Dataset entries
────────

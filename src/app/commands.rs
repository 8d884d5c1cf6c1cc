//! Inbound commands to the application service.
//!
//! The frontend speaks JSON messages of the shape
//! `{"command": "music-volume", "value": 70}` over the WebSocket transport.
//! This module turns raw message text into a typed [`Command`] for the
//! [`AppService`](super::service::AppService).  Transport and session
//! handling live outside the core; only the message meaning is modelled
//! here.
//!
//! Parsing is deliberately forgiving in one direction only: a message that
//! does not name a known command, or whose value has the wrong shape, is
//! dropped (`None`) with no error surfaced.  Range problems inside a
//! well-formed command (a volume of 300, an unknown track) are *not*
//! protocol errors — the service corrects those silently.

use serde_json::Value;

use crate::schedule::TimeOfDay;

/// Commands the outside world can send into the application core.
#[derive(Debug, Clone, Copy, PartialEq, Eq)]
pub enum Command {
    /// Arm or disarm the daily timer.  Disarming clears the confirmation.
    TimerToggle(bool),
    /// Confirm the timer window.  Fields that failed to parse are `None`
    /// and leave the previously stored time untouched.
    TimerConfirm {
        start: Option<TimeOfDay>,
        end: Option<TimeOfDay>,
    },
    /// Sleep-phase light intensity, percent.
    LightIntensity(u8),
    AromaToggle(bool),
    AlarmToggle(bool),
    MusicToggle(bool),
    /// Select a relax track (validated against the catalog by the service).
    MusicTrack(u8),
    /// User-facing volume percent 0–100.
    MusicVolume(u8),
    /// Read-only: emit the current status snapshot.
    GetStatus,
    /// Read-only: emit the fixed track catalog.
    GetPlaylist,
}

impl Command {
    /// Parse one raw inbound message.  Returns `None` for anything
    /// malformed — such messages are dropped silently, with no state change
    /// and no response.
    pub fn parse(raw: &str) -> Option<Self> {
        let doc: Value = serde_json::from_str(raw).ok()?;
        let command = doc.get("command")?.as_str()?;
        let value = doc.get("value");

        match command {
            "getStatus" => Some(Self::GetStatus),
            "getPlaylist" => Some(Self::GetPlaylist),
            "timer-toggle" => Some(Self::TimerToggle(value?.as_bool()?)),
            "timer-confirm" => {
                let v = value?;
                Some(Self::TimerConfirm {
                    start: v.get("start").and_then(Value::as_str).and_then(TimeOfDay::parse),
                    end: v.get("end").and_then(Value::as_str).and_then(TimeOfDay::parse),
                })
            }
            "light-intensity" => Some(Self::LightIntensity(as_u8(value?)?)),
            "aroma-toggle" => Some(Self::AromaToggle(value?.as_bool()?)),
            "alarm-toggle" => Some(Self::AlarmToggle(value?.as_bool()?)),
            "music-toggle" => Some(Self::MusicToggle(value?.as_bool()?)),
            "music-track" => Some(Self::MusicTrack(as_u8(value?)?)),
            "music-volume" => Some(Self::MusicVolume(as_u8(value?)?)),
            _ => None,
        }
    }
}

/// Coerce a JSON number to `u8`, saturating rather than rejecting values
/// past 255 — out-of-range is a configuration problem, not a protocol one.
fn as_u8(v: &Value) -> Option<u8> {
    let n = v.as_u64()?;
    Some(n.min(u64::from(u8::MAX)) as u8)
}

────────

• [PROBLEM TO SOLVE]
Could you write out exactly the lines above, starting at the first one and ending with the line that has "a message that"?

• [SOLUTION]
filename src/app/commands.rs
repository 8d884d5c1cf6c1cc
//! Inbound commands to the application service.
//!
//! The frontend speaks JSON messages of the shape
//! `{"command": "music-volume", "value": 70}` over the WebSocket transport.
//! This module turns raw message text into a typed [`Command`] for the
//! [`AppService`](super::service::AppService).  Transport and session
//! handling live outside the core; only the message meaning is modelled
//! here.
//!
//! Parsing is deliberately forgiving in one direction only: a message that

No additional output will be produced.